Whoever hired the caterer for the reelection party of Seattle Monorail Board member Cindi Laws, I hope you can get your deposit back.
Laws reportedly made anti-Semitic remarks at a meeting of the King County Labor Council on Wednesday.
There are places in this world where one can make anti-Semitic remarks with impunity. Klan conclaves. Pig-pickins. Germany.
But not labor council meetings.
Marc Auerbach and Neil Safran--both labor council members, both Jewish--took copious notes and recounted them for the P-I:
Laws said that 75 percent of the money spent on last year's unsuccessful monorail-recall ballot measure came from the "Jewish community."

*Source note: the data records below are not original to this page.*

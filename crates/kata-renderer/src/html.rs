//! Minimal HTML tokenizer for author-supplied statement markup.
//!
//! Author HTML comes either from the rich editor (well formed) or from the
//! plain-HTML textarea (anything goes), so the tokenizer never fails: input it
//! cannot make sense of is passed through as text. Every token keeps the raw
//! slice it was read from, so concatenating `raw` over all tokens reproduces
//! the input exactly.

use std::borrow::Cow;

use smol_str::SmolStr;

/// Elements whose content is not markup.
const RAW_TEXT_ELEMENTS: &[&str] = &["script", "style", "textarea", "title"];

/// Elements that never have an end tag.
pub const VOID_ELEMENTS: &[&str] = &[
    "area", "base", "br", "col", "embed", "hr", "img", "input", "link", "meta", "source", "track",
    "wbr",
];

pub fn is_void_element(name: &str) -> bool {
    VOID_ELEMENTS.contains(&name)
}

/// A single attribute on a start tag. Values are entity-decoded.
#[derive(Debug, Clone, PartialEq, Eq)]
pub struct Attribute {
    pub name: SmolStr,
    pub value: Option<String>,
}

impl Attribute {
    pub fn new(name: &str, value: impl Into<String>) -> Self {
        Self {
            name: SmolStr::new(name),
            value: Some(value.into()),
        }
    }
}

#[derive(Debug, Clone, PartialEq, Eq)]
pub struct StartTag {
    /// Lowercased tag name.
    pub name: SmolStr,
    pub attrs: Vec<Attribute>,
    pub self_closing: bool,
}

impl StartTag {
    pub fn attr(&self, name: &str) -> Option<&str> {
        self.attrs
            .iter()
            .find(|attr| attr.name.eq_ignore_ascii_case(name))
            .and_then(|attr| attr.value.as_deref())
    }
}

#[derive(Debug, Clone, PartialEq, Eq)]
pub enum TokenKind {
    StartTag(StartTag),
    /// Lowercased tag name.
    EndTag(SmolStr),
    /// Character data, entities not yet decoded (see [`decode_entities`]).
    Text,
    Comment,
    Doctype,
}

#[derive(Debug, Clone, PartialEq, Eq)]
pub struct Token<'a> {
    pub kind: TokenKind,
    pub raw: &'a str,
}

/// Iterator over the tokens of an HTML fragment.
pub struct Tokenizer<'a> {
    src: &'a str,
    pos: usize,
    /// Set while inside a raw text element such as `<script>`.
    raw_text_end: Option<&'static str>,
}

impl<'a> Tokenizer<'a> {
    pub fn new(src: &'a str) -> Self {
        Self {
            src,
            pos: 0,
            raw_text_end: None,
        }
    }

    fn rest(&self) -> &'a str {
        &self.src[self.pos..]
    }

    fn emit(&mut self, kind: TokenKind, end: usize) -> Token<'a> {
        let raw = &self.src[self.pos..end];
        self.pos = end;
        Token { kind, raw }
    }

    fn read_raw_text(&mut self, end_tag: &'static str) -> Option<Token<'a>> {
        let rest = self.rest();
        let close = find_ascii_case_insensitive(rest, &format!("</{end_tag}"));
        self.raw_text_end = None;
        match close {
            Some(0) => None,
            Some(offset) => Some(self.emit(TokenKind::Text, self.pos + offset)),
            None => Some(self.emit(TokenKind::Text, self.src.len())),
        }
    }

    fn read_text(&mut self) -> Token<'a> {
        let bytes = self.src.as_bytes();
        let mut end = self.pos + 1;
        while end < bytes.len() {
            if bytes[end] == b'<' && starts_markup(&bytes[end..]) {
                break;
            }
            end += 1;
        }
        self.emit(TokenKind::Text, end)
    }

    fn read_comment(&mut self) -> Token<'a> {
        let end = match self.rest()[4..].find("-->") {
            Some(offset) => self.pos + 4 + offset + 3,
            None => self.src.len(),
        };
        self.emit(TokenKind::Comment, end)
    }

    fn read_doctype(&mut self) -> Token<'a> {
        let end = match self.rest().find('>') {
            Some(offset) => self.pos + offset + 1,
            None => self.src.len(),
        };
        self.emit(TokenKind::Doctype, end)
    }

    fn read_end_tag(&mut self) -> Token<'a> {
        let bytes = self.src.as_bytes();
        let name_start = self.pos + 2;
        let name_end = scan_while(bytes, name_start, is_name_byte);
        let name = SmolStr::new(self.src[name_start..name_end].to_ascii_lowercase());
        let end = match self.src[name_end..].find('>') {
            Some(offset) => name_end + offset + 1,
            None => self.src.len(),
        };
        self.emit(TokenKind::EndTag(name), end)
    }

    fn read_start_tag(&mut self) -> Token<'a> {
        let bytes = self.src.as_bytes();
        let name_start = self.pos + 1;
        let name_end = scan_while(bytes, name_start, is_name_byte);
        let name = SmolStr::new(self.src[name_start..name_end].to_ascii_lowercase());

        let mut attrs = Vec::new();
        let mut self_closing = false;
        let mut i = name_end;
        loop {
            i = scan_while(bytes, i, |b| b.is_ascii_whitespace());
            if i >= bytes.len() {
                break;
            }
            match bytes[i] {
                b'>' => {
                    i += 1;
                    break;
                }
                b'/' => {
                    if bytes.get(i + 1) == Some(&b'>') {
                        self_closing = true;
                        i += 2;
                        break;
                    }
                    i += 1;
                    continue;
                }
                _ => {}
            }

            let attr_start = i;
            let attr_end = scan_while(bytes, i, |b| {
                !(b.is_ascii_whitespace() || b == b'=' || b == b'>' || b == b'/')
            });
            // A stray `=` with no name still has to make progress.
            let attr_end = attr_end.max(attr_start + 1);
            let attr_name = SmolStr::new(self.src[attr_start..attr_end].to_ascii_lowercase());
            i = scan_while(bytes, attr_end, |b| b.is_ascii_whitespace());

            let mut value = None;
            if bytes.get(i) == Some(&b'=') {
                i = scan_while(bytes, i + 1, |b| b.is_ascii_whitespace());
                match bytes.get(i) {
                    Some(&quote) if quote == b'"' || quote == b'\'' => {
                        let value_start = i + 1;
                        let value_end = scan_while(bytes, value_start, |b| b != quote);
                        value = Some(decode_entities(&self.src[value_start..value_end]).into_owned());
                        i = (value_end + 1).min(bytes.len());
                    }
                    Some(_) => {
                        let value_end =
                            scan_while(bytes, i, |b| !(b.is_ascii_whitespace() || b == b'>'));
                        value = Some(decode_entities(&self.src[i..value_end]).into_owned());
                        i = value_end;
                    }
                    None => {}
                }
            }
            attrs.push(Attribute {
                name: attr_name,
                value,
            });
        }

        if !self_closing {
            self.raw_text_end = RAW_TEXT_ELEMENTS
                .iter()
                .copied()
                .find(|element| *element == name.as_str());
        }

        self.emit(
            TokenKind::StartTag(StartTag {
                name,
                attrs,
                self_closing,
            }),
            i,
        )
    }
}

impl<'a> Iterator for Tokenizer<'a> {
    type Item = Token<'a>;

    fn next(&mut self) -> Option<Self::Item> {
        if let Some(end_tag) = self.raw_text_end {
            if let Some(token) = self.read_raw_text(end_tag) {
                return Some(token);
            }
        }

        let rest = self.rest();
        if rest.is_empty() {
            return None;
        }

        let bytes = rest.as_bytes();
        if bytes[0] != b'<' || !starts_markup(bytes) {
            return Some(self.read_text());
        }
        if rest.starts_with("<!--") {
            return Some(self.read_comment());
        }
        if rest.starts_with("<!") {
            return Some(self.read_doctype());
        }
        if rest.starts_with("</") {
            return Some(self.read_end_tag());
        }
        Some(self.read_start_tag())
    }
}

fn is_name_byte(b: u8) -> bool {
    b.is_ascii_alphanumeric() || b == b'-' || b == b':' || b == b'_'
}

/// Does `bytes` (starting with `<`) open a tag, end tag, comment or doctype?
fn starts_markup(bytes: &[u8]) -> bool {
    match bytes.get(1) {
        Some(b) if b.is_ascii_alphabetic() || *b == b'!' => true,
        Some(b'/') => bytes.get(2).is_some_and(|b| b.is_ascii_alphabetic()),
        _ => false,
    }
}

fn scan_while(bytes: &[u8], mut i: usize, pred: impl Fn(u8) -> bool) -> usize {
    while i < bytes.len() && pred(bytes[i]) {
        i += 1;
    }
    i
}

fn find_ascii_case_insensitive(haystack: &str, needle: &str) -> Option<usize> {
    let hay = haystack.as_bytes();
    let needle = needle.as_bytes();
    if needle.len() > hay.len() {
        return None;
    }
    (0..=hay.len() - needle.len()).find(|&i| hay[i..i + needle.len()].eq_ignore_ascii_case(needle))
}

/// Decode the character references authors actually write.
///
/// Unknown or malformed references are left untouched.
pub fn decode_entities(s: &str) -> Cow<'_, str> {
    if !s.contains('&') {
        return Cow::Borrowed(s);
    }

    let mut out = String::with_capacity(s.len());
    let mut rest = s;
    while let Some(amp) = rest.find('&') {
        out.push_str(&rest[..amp]);
        rest = &rest[amp..];
        let decoded = rest
            .find(';')
            .filter(|&semi| semi <= 10)
            .and_then(|semi| decode_reference(&rest[1..semi]).map(|ch| (ch, semi)));
        match decoded {
            Some((ch, semi)) => {
                out.push(ch);
                rest = &rest[semi + 1..];
            }
            None => {
                out.push('&');
                rest = &rest[1..];
            }
        }
    }
    out.push_str(rest);
    Cow::Owned(out)
}

fn decode_reference(name: &str) -> Option<char> {
    if let Some(num) = name.strip_prefix('#') {
        let code = match num.strip_prefix('x').or_else(|| num.strip_prefix('X')) {
            Some(hex) => u32::from_str_radix(hex, 16).ok()?,
            None => num.parse().ok()?,
        };
        return char::from_u32(code);
    }
    match name {
        "amp" => Some('&'),
        "lt" => Some('<'),
        "gt" => Some('>'),
        "quot" => Some('"'),
        "apos" => Some('\''),
        "nbsp" => Some('\u{a0}'),
        _ => None,
    }
}

/// Plain text of an HTML fragment, block boundaries turned into spaces and
/// whitespace collapsed.
pub fn text_content(html: &str) -> String {
    let mut raw = String::new();
    let mut skip_depth = 0usize;
    for token in Tokenizer::new(html) {
        match &token.kind {
            TokenKind::Text if skip_depth == 0 => raw.push_str(&decode_entities(token.raw)),
            TokenKind::StartTag(tag) => {
                if matches!(tag.name.as_str(), "script" | "style") && !tag.self_closing {
                    skip_depth += 1;
                }
                if tag.name == "br" {
                    raw.push(' ');
                }
            }
            TokenKind::EndTag(name) => match name.as_str() {
                "script" | "style" => skip_depth = skip_depth.saturating_sub(1),
                "p" | "div" | "li" | "pre" | "h1" | "h2" | "h3" | "h4" | "h5" | "h6"
                | "blockquote" => raw.push(' '),
                _ => {}
            },
            _ => {}
        }
    }
    raw.split_whitespace().collect::<Vec<_>>().join(" ")
}
//! In-process rich text surface over a block tree.
//!
//! The document is a list of blocks (paragraph, heading, code block), each
//! optionally a list item, made of text runs. A run carries inline marks and
//! an optional link; line breaks are `'\n'` inside a run. Offsets count chars,
//! with one virtual separator between consecutive blocks:
//!
//! ```text
//! <p>ab</p><h2>cd</h2>   ->   a b | c d
//!                             0 1 2 3 4   (2 is the separator)
//! ```
//!
//! Markup the model cannot hold (images, spans, tables, scripts) is kept as
//! an atom: its source is stored verbatim, occupies one char
//! ([`ATOM_CHAR`]) in offsets and is written back unchanged. Generic
//! containers (`div`, `section`, `article`) are read as paragraphs.
//! Serialization is canonical, so HTML produced here parses back to the same
//! tree.

use std::ops::Range as StdRange;

use kata_renderer::{
    Attribute, StartTag, Token, TokenKind, Tokenizer, apply_safe_link_attrs, decode_entities,
    is_void_element, write_start_tag,
};
use pulldown_cmark_escape::{FmtWriter, StrWrite, escape_html_body_text};
use smol_str::SmolStr;

use crate::actions::Range;
use crate::surface::{BlockFormat, InlineMark, LinkInfo, ListKind, Marks, RichTextSurface};
use crate::types::Selection;

/// Stand-in character for an atom in the document text.
pub const ATOM_CHAR: char = '\u{FFFC}';

/// Unmodelled elements that stand as a block of their own.
const BLOCK_ATOMS: &[&str] = &[
    "address", "aside", "audio", "blockquote", "canvas", "details", "dl", "fieldset", "figure",
    "footer", "form", "header", "hr", "iframe", "math", "nav", "object", "svg", "table", "video",
];

/// Unmodelled elements that stand as a block only between blocks.
const HIDDEN_ATOMS: &[&str] = &["noscript", "script", "style", "template"];

/// Anchor attributes, in source order.
#[derive(Debug, Clone, PartialEq, Eq)]
struct Link {
    attrs: Vec<Attribute>,
}

impl Link {
    fn new(url: &str) -> Self {
        let mut attrs = vec![Attribute::new("href", url)];
        apply_safe_link_attrs(&mut attrs);
        Self { attrs }
    }

    fn href(&self) -> &str {
        self.attrs
            .iter()
            .find(|attr| attr.name.eq_ignore_ascii_case("href"))
            .and_then(|attr| attr.value.as_deref())
            .unwrap_or("")
    }

    /// Set href in place. Returns true if it changed.
    fn set_href(&mut self, url: &str) -> bool {
        match self
            .attrs
            .iter_mut()
            .find(|attr| attr.name.eq_ignore_ascii_case("href"))
        {
            Some(attr) if attr.value.as_deref() == Some(url) => false,
            Some(attr) => {
                attr.value = Some(url.to_string());
                true
            }
            None => {
                self.attrs.insert(0, Attribute::new("href", url));
                true
            }
        }
    }
}

#[derive(Debug, Clone, PartialEq, Eq)]
struct Run {
    text: String,
    marks: Marks,
    link: Option<Link>,
    /// Verbatim source of an unmodelled element; `text` is then [`ATOM_CHAR`].
    atom: Option<String>,
}

impl Run {
    fn text(text: impl Into<String>, marks: Marks, link: Option<Link>) -> Self {
        Self {
            text: text.into(),
            marks,
            link,
            atom: None,
        }
    }

    fn atom(raw: &str, marks: Marks, link: Option<Link>) -> Self {
        Self {
            text: ATOM_CHAR.to_string(),
            marks,
            link,
            atom: Some(raw.to_string()),
        }
    }

    fn len(&self) -> usize {
        self.text.chars().count()
    }

    fn can_merge(&self, other: &Run) -> bool {
        self.atom.is_none()
            && other.atom.is_none()
            && self.marks == other.marks
            && self.link == other.link
    }
}

fn char_to_byte(text: &str, chars: usize) -> usize {
    text.char_indices()
        .nth(chars)
        .map_or(text.len(), |(byte, _)| byte)
}

#[derive(Debug, Clone, PartialEq, Eq, Default)]
struct Block {
    format: BlockFormat,
    list: Option<ListKind>,
    runs: Vec<Run>,
    /// Holds a block-level atom; written without a block wrapper.
    raw: bool,
}

impl Block {
    fn new(format: BlockFormat, list: Option<ListKind>) -> Self {
        Self {
            format,
            list,
            runs: Vec::new(),
            raw: false,
        }
    }

    fn len(&self) -> usize {
        self.runs.iter().map(Run::len).sum()
    }

    fn is_empty(&self) -> bool {
        self.runs.iter().all(|run| run.text.is_empty())
    }

    fn text(&self) -> String {
        self.runs.iter().map(|run| run.text.as_str()).collect()
    }

    /// Ensure a run boundary at `at`; returns the index of the first run
    /// starting there.
    fn split_at(&mut self, at: usize) -> usize {
        let mut pos = 0;
        for index in 0..self.runs.len() {
            if at == pos {
                return index;
            }
            let len = self.runs[index].len();
            if at < pos + len {
                let byte = char_to_byte(&self.runs[index].text, at - pos);
                let tail = self.runs[index].text.split_off(byte);
                let mut rest = self.runs[index].clone();
                rest.text = tail;
                self.runs.insert(index + 1, rest);
                return index + 1;
            }
            pos += len;
        }
        self.runs.len()
    }

    fn split_off(&mut self, at: usize) -> Vec<Run> {
        let index = self.split_at(at);
        self.runs.split_off(index)
    }

    fn remove_chars(&mut self, start: usize, end: usize) {
        let first = self.split_at(start);
        let last = self.split_at(end);
        self.runs.drain(first..last);
    }

    fn insert_run(&mut self, at: usize, run: Run) {
        let index = self.split_at(at);
        self.runs.insert(index, run);
    }

    /// Drop empty runs and merge neighbours with identical style.
    fn normalize(&mut self) {
        let mut merged: Vec<Run> = Vec::with_capacity(self.runs.len());
        for run in self.runs.drain(..) {
            if run.text.is_empty() {
                continue;
            }
            match merged.last_mut() {
                Some(last) if last.can_merge(&run) => last.text.push_str(&run.text),
                _ => merged.push(run),
            }
        }
        self.runs = merged;
    }

    /// Run covering char `index`, with its start offset.
    fn run_at(&self, index: usize) -> Option<(usize, usize)> {
        let mut pos = 0;
        for (run_index, run) in self.runs.iter().enumerate() {
            let len = run.len();
            if index < pos + len {
                return Some((run_index, pos));
            }
            pos += len;
        }
        None
    }

    fn run_spans(&self) -> Vec<StdRange<usize>> {
        let mut pos = 0;
        self.runs
            .iter()
            .map(|run| {
                let span = pos..pos + run.len();
                pos = span.end;
                span
            })
            .collect()
    }
}

/// A [`RichTextSurface`] backed by an in-memory block tree.
#[derive(Debug, Clone)]
pub struct BlockSurface {
    blocks: Vec<Block>,
    selection: Selection,
    pending: Option<Marks>,
}

impl Default for BlockSurface {
    fn default() -> Self {
        Self {
            blocks: vec![Block::default()],
            selection: Selection::default(),
            pending: None,
        }
    }
}

impl BlockSurface {
    pub fn new() -> Self {
        Self::default()
    }

    pub fn from_html(html: &str) -> Self {
        let mut surface = Self::default();
        surface.load_html(html);
        surface
    }

    /// Document text with `'\n'` between blocks.
    pub fn text(&self) -> String {
        self.blocks
            .iter()
            .map(Block::text)
            .collect::<Vec<_>>()
            .join("\n")
    }

    fn block_start(&self, index: usize) -> usize {
        self.blocks[..index]
            .iter()
            .map(|block| block.len() + 1)
            .sum()
    }

    /// Block index and in-block offset for a document offset. Clamps to the end.
    fn locate(&self, offset: usize) -> (usize, usize) {
        let mut start = 0;
        for (index, block) in self.blocks.iter().enumerate() {
            let len = block.len();
            if offset <= start + len {
                return (index, offset - start);
            }
            start += len + 1;
        }
        let last = self.blocks.len() - 1;
        (last, self.blocks[last].len())
    }

    fn touched_blocks(&self, range: Range) -> StdRange<usize> {
        let range = range.normalize();
        let (first, _) = self.locate(range.start);
        let (last, _) = self.locate(range.end);
        first..last + 1
    }

    /// Split runs at the range boundaries; returns the run span covered in
    /// each touched block.
    fn split_range(&mut self, start: usize, end: usize) -> Vec<(usize, StdRange<usize>)> {
        let (first_block, first_offset) = self.locate(start);
        let (last_block, last_offset) = self.locate(end);
        let mut spans = Vec::new();
        for index in first_block..=last_block {
            let block = &mut self.blocks[index];
            let from = if index == first_block { first_offset } else { 0 };
            let to = if index == last_block {
                last_offset
            } else {
                block.len()
            };
            let first_run = block.split_at(from);
            let end_run = block.split_at(to);
            spans.push((index, first_run..end_run));
        }
        spans
    }

    fn normalize_blocks(&mut self, blocks: StdRange<usize>) {
        for block in &mut self.blocks[blocks] {
            block.normalize();
        }
    }

    fn delete_range(&mut self, start: usize, end: usize) -> bool {
        if start >= end {
            return false;
        }
        let (first, first_offset) = self.locate(start);
        let (last, last_offset) = self.locate(end);
        if first == last {
            self.blocks[first].remove_chars(first_offset, last_offset);
        } else {
            let tail = self.blocks[last].split_off(last_offset);
            let head = &mut self.blocks[first];
            head.split_off(first_offset);
            head.runs.extend(tail);
            self.blocks.drain(first + 1..=last);
        }
        self.blocks[first].normalize();
        true
    }

    /// Marks and link new text at `offset` inherits.
    ///
    /// Plain marks follow the character before the caret. Variable spans and
    /// links are only extended when the caret sits strictly inside them.
    fn style_at(&self, offset: usize) -> (Marks, Option<Link>) {
        let (index, at) = self.locate(offset);
        let block = &self.blocks[index];
        let before = at
            .checked_sub(1)
            .and_then(|prev| block.run_at(prev))
            .map(|(run, _)| &block.runs[run]);
        let after = block.run_at(at).map(|(run, _)| &block.runs[run]);

        let mut marks = before.or(after).map_or(Marks::NONE, |run| run.marks);
        marks.variable = matches!((before, after), (Some(a), Some(b)) if a.marks.variable && b.marks.variable);
        let link = match (before, after) {
            (Some(a), Some(b)) if a.link.is_some() && a.link == b.link => a.link.clone(),
            _ => None,
        };
        (marks, link)
    }

    fn insert_at(&mut self, offset: usize, text: &str, marks: Marks, link: Option<Link>) -> usize {
        let (index, at) = self.locate(offset);
        let block = &mut self.blocks[index];
        block.insert_run(at, Run::text(text, marks, link));
        block.normalize();
        offset + text.chars().count()
    }

    fn delete_selection(&mut self) -> usize {
        let selection = self.selection;
        self.delete_range(selection.start(), selection.end());
        selection.start()
    }

    fn text_between(&self, start: usize, end: usize) -> String {
        self.text()
            .chars()
            .skip(start)
            .take(end.saturating_sub(start))
            .collect()
    }

    fn write_html<W: StrWrite>(&self, mut writer: W) -> Result<(), W::Error> {
        let mut open_list: Option<ListKind> = None;
        for block in &self.blocks {
            if block.list != open_list {
                if let Some(kind) = open_list {
                    writer.write_str("</")?;
                    writer.write_str(kind.tag())?;
                    writer.write_str(">")?;
                }
                if let Some(kind) = block.list {
                    writer.write_str("<")?;
                    writer.write_str(kind.tag())?;
                    writer.write_str(">")?;
                }
                open_list = block.list;
            }

            let listed = block.list.is_some();
            if block.raw {
                if listed {
                    writer.write_str("<li>")?;
                }
                write_raw_block(&mut writer, &block.runs)?;
                if listed {
                    writer.write_str("</li>")?;
                }
                continue;
            }
            let wrap = !(listed && block.format == BlockFormat::Paragraph);
            if listed {
                writer.write_str("<li>")?;
            }
            if wrap {
                match block.format {
                    BlockFormat::CodeBlock => writer.write_str("<pre><code>")?,
                    format => {
                        writer.write_str("<")?;
                        writer.write_str(format.tag())?;
                        writer.write_str(">")?;
                    }
                }
            }

            write_runs(&mut writer, &block.runs, block.format == BlockFormat::CodeBlock)?;

            if wrap {
                match block.format {
                    BlockFormat::CodeBlock => writer.write_str("</code></pre>")?,
                    format => {
                        writer.write_str("</")?;
                        writer.write_str(format.tag())?;
                        writer.write_str(">")?;
                    }
                }
            }
            if listed {
                writer.write_str("</li>")?;
            }
        }
        if let Some(kind) = open_list {
            writer.write_str("</")?;
            writer.write_str(kind.tag())?;
            writer.write_str(">")?;
        }
        Ok(())
    }
}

"Without making it sound anti-Semitic, overwhelmingly the Second Avenue property owners ... they are very effective if you get into their group."
"If you get into their group"...is she thinking about converting?
When Laws attempted to backtrack, she made things worse:
Interviewers said Laws apologized and, in trying to explain her remarks, said, "It probably is a poor reference," but that Joel Horn, former executive director of the Seattle Monorail Project, used to joke that he and another staffer were the only Jews who supported the project.
They said she went on to say that Horn would refer to the opposition as "Jews Against the Monorail," but that she was not anti-Semitic and that she once was engaged to a Jew.
Las Vegas will no longer give odds on Laws' chances for winning reelection to the Monorail Board. If being an incumbent on that incompetent panel isn't enough of a handicap, perceived anti-Semitism surely will be.
On the bright side, Laws' opponent, Beth Goldberg, is Jewish, so Laws has surely wrapped up at least one endorsement.